L'affaire Amazon est, elle aussi, très prioritaire à nos yeux. Nous analysons les contrats que cette entreprise conclut avec les éditeurs pour déterminer si elle les empêche d'aider d'autres acteurs à s'implanter sur le marché des livres électroniques, marché très important pour l'avenir.

Ces deux affaires doivent être menées à terme au plus vite. En effet, tant qu'elles durent, certaines de nos entreprises sont en souffrance ; cela est très douloureux pour nous. Par conséquent, nous faisons tout ce qui est possible pour rendre la procédure plus rapide. Nous ne faisons en revanche aucun compromis sur la qualité du traitement de l'affaire ni sur les droits de la défense. Nous n'avons en effet aucune légitimité en dehors de l'état de droit.

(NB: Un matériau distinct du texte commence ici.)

//! Raster rotation about the image center.
//!
//! The output keeps the source's pixel bounds: corners that rotate out of the
//! frame are clipped and areas the source no longer covers become transparent.
//!
//! # Algorithm
//!
//! The rotation uses inverse mapping: for each output pixel center we find the
//! source position that lands on it and interpolate there. A forward rotation
//! by θ (clockwise on screen, matching [`crate::geometry::rotate_point`]) has
//! the inverse:
//! ```text
//! src_x =  (dst_x - cx) * cos(θ) + (dst_y - cy) * sin(θ) + cx
//! src_y = -(dst_x - cx) * sin(θ) + (dst_y - cy) * cos(θ) + cy
//! ```
//! Pixels are square, so rotating in pixel space about `(w/2, h/2)` is the
//! same transform that [`crate::geometry::rotate_line`] applies to
//! aspect-stretched normalized coordinates.

use crate::decode::{Raster, CHANNELS};

use super::sample::{sample, InterpolationFilter, SampleWindow};

/// Rotate a raster about its center, keeping its dimensions.
///
/// # Arguments
///
/// * `raster` - Source raster; not modified
/// * `angle` - Rotation in radians (positive = clockwise on screen)
/// * `filter` - Interpolation method
///
/// # Returns
///
/// A newly allocated raster of the same size with the rotated content.
pub fn rotate_about_center(raster: &Raster, angle: f64, filter: InterpolationFilter) -> Raster {
    // Fast path: no rotation needed
    if angle.abs() < 1e-12 {
        return raster.clone();
    }

    let mut output = Raster::transparent(raster.width, raster.height);
    let Some(window) = SampleWindow::full(raster) else {
        return output;
    };

    let (sin, cos) = angle.sin_cos();
    let cx = raster.width as f64 / 2.0;
    let cy = raster.height as f64 / 2.0;

    for dst_y in 0..raster.height {
        for dst_x in 0..raster.width {
            let dx = dst_x as f64 + 0.5 - cx;
            let dy = dst_y as f64 + 0.5 - cy;

            let src_x = dx * cos + dy * sin + cx;
            let src_y = -dx * sin + dy * cos + cy;

            if let Some(pixel) = sample(raster, &window, src_x, src_y, filter) {
                let idx = output.index(dst_x, dst_y);
                output.pixels[idx..idx + CHANNELS].copy_from_slice(&pixel);
            }
        }
    }

    output
}
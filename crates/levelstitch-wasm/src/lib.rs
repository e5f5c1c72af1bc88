//! Levelstitch WASM - WebAssembly bindings for Levelstitch
//!
//! This crate exposes the levelstitch-core geometry engine to JavaScript.
//!
//! # Module Structure
//!
//! - `types` - WASM-compatible raster wrapper
//! - `geometry` - Angle resolution, line rotation and guide dots
//! - `rectify` - Leveling a single image
//! - `composite` - Stacking leveled images into bands, and request generations
//! - `decode` / `encode` - Image import and export
//! - `store` - Saved lines in `localStorage`
//!
//! # Usage
//!
//! ```typescript
//! import init, { decode_image, rectify_image, JsComposition } from '@levelstitch/wasm';
//!
//! await init();
//!
//! const raster = decode_image(new Uint8Array(await file.arrayBuffer()));
//! const leveled = rectify_image(raster, line, 1);
//! const composition = new JsComposition();
//! composition.add(leveled);
//! const out = composition.render();
//! ```

use log::LevelFilter;
use wasm_bindgen::prelude::*;

mod composite;
mod decode;
mod encode;
mod geometry;
mod logger;
mod rectify;
mod store;
mod types;

pub use composite::{JsComposition, JsGeneration, JsScheduler};
pub use decode::decode_image;
pub use encode::{encode_jpeg, encode_png};
pub use geometry::{guide_points, normalize_line, real_distance, resolve_angle, rotate_line};
pub use rectify::{rectify_image, JsRectifiedImage};
pub use store::{load_line, load_lines, remove_line, save_line, LocalStorage};
pub use types::JsRaster;

/// Initialize the WASM module (called automatically on load)
#[wasm_bindgen(start)]
pub fn init() {
    logger::install(LevelFilter::Info);
}

/// Change the console log level ("off", "error", "warn", "info", "debug", "trace").
#[wasm_bindgen]
pub fn set_log_level(level: &str) -> Result<(), JsValue> {
    let level = logger::parse_level(level)
        .ok_or_else(|| JsValue::from_str(&format!("Unknown log level: {}", level)))?;
    logger::install(level);
    Ok(())
}

/// Get the version of the WASM module
#[wasm_bindgen]
pub fn version() -> String {
    env!("CARGO_PKG_VERSION").to_string()
}

#[cfg(test)]
mod tests {
    use super::*;

    #[test]
    fn test_version() {
        assert!(!version().is_empty());
    }
}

Il nous faut donc préserver cet équilibre.

Cela dit, une fois que nous soulevons le voile des techniques développées par les juristes et les économistes, nous constatons que les motivations des acteurs sont vieilles comme le monde : c'est avant tout l'avidité et la peur, celle d'être exclu du marché. Oui, nous devons aiguiser nos outils et en développer de nouveaux, mais nous devons également rester proches de ces éléments fondamentaux, quel que soit le domaine de nos enquêtes.

Il nous faut également pouvoir prendre des décisions de manière indépendante. Cela s'impose aussi aux autorités nationales de la concurrence. J'apprécie travailler avec elles. Leur travail est très difficile. Elles disent parfois des choses que les gens ne veulent pas entendre, elles essuient des revers, mais elles mènent aussi de bonnes actions. Certaines ne sont pas suffisamment indépendantes mais la plupart le sont. Elles assurent 80 % de l'application de notre législation commune sur la concurrence. En effet, elles connaissent bien leurs marchés nationaux, qu'il s'agisse de l'alimentation ou des matériaux de construction ; c'est pourquoi nous restons toujours en lien étroit avec elles.

En revanche, lorsqu'il s'agit d'affaires transfrontalières, nous sommes là pour prendre le relais et nous assurer que les entreprises reçoivent toutes le même traitement, où qu'elles se trouvent en Europe. Pour renforcer les pouvoirs nationaux, nous devons offrir aux citoyens les mêmes protections par rapport aux abus de position dominante et aux cartels, partout en Europe.

Là est le fondement de notre travail. Nous sommes tous d'accord sur un point : un marché équitable mène à une société équitable. Or c'est cela dont nous avons vraiment besoin.